**ASSIGNMENT**. Which lines of the entries contain the word "push"? Please list them.

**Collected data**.

····················

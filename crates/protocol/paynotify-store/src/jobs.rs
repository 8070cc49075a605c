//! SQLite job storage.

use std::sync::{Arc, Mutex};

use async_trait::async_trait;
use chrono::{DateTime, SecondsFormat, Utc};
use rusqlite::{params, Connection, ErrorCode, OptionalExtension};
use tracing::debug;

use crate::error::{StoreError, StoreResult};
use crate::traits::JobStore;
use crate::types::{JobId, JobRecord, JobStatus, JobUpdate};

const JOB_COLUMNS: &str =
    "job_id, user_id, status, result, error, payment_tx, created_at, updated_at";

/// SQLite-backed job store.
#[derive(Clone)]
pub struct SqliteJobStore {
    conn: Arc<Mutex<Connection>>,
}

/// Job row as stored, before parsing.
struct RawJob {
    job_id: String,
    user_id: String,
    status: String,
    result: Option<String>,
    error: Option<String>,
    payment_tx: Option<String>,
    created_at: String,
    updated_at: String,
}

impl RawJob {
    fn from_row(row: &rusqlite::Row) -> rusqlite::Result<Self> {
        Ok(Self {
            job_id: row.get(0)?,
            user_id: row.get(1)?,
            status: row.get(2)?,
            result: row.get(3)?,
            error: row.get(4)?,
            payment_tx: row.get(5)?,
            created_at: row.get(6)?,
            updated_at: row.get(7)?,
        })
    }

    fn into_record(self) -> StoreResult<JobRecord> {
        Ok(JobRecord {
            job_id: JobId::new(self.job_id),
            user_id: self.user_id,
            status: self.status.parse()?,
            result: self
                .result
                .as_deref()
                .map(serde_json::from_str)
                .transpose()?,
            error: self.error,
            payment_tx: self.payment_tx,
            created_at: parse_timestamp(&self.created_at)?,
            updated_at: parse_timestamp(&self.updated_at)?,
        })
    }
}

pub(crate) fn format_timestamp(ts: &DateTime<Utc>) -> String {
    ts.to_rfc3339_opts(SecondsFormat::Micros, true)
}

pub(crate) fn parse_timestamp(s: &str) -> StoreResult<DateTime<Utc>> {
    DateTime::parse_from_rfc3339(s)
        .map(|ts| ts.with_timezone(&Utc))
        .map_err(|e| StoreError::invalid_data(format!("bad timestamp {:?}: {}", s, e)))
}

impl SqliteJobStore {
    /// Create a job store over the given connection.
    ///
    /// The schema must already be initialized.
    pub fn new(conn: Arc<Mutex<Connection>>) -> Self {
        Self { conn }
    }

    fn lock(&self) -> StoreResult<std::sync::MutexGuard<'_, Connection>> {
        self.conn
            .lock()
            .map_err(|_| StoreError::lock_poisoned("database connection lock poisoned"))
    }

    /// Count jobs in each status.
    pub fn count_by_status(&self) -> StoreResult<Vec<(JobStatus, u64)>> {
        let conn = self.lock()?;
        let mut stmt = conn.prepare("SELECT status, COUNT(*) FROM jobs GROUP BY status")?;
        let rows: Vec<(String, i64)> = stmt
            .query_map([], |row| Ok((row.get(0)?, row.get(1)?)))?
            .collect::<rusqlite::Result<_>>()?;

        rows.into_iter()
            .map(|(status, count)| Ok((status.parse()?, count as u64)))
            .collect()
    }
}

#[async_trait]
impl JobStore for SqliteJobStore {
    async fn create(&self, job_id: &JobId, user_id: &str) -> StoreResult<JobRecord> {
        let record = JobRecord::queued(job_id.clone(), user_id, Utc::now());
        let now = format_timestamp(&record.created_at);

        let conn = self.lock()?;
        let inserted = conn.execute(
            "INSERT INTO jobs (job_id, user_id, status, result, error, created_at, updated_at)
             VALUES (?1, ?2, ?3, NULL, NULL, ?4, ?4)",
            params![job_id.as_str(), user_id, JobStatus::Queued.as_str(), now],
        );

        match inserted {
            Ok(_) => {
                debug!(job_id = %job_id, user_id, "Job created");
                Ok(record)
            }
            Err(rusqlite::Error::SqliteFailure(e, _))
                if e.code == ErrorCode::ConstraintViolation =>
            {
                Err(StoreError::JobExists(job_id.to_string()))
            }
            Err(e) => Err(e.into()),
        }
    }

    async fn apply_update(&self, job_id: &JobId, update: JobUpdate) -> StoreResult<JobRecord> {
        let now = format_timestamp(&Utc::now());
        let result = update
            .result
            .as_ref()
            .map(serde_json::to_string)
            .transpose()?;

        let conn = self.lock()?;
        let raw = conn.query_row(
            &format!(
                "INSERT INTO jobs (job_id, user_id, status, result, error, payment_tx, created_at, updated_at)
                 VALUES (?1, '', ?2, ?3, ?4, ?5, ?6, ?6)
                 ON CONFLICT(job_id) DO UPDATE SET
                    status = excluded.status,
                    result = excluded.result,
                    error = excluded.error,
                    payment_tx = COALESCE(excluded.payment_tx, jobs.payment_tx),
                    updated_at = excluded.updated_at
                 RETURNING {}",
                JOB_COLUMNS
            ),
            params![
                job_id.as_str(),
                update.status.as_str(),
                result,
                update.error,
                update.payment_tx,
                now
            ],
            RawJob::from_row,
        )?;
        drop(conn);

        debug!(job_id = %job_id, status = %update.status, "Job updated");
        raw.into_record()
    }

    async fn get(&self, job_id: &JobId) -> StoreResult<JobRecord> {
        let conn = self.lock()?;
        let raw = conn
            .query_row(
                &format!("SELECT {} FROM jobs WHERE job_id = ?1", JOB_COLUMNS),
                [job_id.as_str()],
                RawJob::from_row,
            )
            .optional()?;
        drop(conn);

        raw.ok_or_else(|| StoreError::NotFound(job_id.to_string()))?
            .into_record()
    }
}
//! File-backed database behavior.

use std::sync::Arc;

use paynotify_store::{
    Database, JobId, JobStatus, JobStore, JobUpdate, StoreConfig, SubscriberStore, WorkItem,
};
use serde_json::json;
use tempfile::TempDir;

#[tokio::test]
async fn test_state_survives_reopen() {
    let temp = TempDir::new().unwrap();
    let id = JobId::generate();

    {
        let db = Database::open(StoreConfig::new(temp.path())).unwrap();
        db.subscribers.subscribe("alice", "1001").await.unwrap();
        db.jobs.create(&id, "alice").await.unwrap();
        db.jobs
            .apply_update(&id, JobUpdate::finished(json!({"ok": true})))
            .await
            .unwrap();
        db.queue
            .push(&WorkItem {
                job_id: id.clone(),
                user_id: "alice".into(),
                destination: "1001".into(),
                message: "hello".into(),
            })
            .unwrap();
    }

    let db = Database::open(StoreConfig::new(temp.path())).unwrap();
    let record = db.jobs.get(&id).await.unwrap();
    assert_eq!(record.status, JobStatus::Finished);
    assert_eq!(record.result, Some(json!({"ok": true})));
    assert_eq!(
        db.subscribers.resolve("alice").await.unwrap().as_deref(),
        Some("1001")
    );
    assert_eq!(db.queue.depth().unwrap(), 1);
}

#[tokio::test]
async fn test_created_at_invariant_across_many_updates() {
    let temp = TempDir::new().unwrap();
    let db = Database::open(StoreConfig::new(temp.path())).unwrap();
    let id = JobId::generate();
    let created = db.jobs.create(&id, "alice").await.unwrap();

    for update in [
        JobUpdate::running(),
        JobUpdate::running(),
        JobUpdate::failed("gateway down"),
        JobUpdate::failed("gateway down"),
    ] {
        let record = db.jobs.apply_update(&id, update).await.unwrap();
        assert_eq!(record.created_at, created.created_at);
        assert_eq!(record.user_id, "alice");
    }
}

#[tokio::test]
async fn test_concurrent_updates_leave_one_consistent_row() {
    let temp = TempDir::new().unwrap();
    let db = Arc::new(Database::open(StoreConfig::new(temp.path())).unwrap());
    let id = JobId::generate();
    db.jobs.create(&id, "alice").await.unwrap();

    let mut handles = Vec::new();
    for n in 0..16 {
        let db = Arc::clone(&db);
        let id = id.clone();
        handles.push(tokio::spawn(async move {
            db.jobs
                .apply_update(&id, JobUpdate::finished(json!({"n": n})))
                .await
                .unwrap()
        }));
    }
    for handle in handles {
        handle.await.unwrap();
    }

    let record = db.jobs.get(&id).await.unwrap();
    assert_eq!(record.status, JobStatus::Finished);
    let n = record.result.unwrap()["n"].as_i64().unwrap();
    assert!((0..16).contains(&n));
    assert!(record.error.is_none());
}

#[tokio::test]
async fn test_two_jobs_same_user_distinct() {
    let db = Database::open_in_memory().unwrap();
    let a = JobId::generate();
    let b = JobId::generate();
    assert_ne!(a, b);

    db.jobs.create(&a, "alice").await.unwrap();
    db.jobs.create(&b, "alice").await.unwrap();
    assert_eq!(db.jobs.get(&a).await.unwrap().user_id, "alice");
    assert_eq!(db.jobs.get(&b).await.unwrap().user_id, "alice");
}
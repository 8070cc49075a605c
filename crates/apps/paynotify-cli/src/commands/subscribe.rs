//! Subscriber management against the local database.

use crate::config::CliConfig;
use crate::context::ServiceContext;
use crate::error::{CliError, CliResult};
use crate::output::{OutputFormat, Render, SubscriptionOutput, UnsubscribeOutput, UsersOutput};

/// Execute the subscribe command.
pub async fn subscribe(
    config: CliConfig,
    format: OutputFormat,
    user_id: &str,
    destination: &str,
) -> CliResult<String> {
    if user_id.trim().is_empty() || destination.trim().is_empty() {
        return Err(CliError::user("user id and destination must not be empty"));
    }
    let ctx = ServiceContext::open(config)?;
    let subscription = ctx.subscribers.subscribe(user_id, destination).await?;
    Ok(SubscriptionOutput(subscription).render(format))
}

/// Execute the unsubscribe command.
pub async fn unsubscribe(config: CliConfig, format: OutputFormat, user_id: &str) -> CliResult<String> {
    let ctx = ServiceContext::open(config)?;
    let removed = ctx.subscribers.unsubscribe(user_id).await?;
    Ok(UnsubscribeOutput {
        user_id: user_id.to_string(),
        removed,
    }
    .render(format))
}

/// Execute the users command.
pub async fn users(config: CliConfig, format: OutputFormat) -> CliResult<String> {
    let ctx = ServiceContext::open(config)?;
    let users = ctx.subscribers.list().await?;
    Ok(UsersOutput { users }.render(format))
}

····················

**YOUR RESPONSE**.
            .push(&WorkItem {
        handles.push(tokio::spawn(async move {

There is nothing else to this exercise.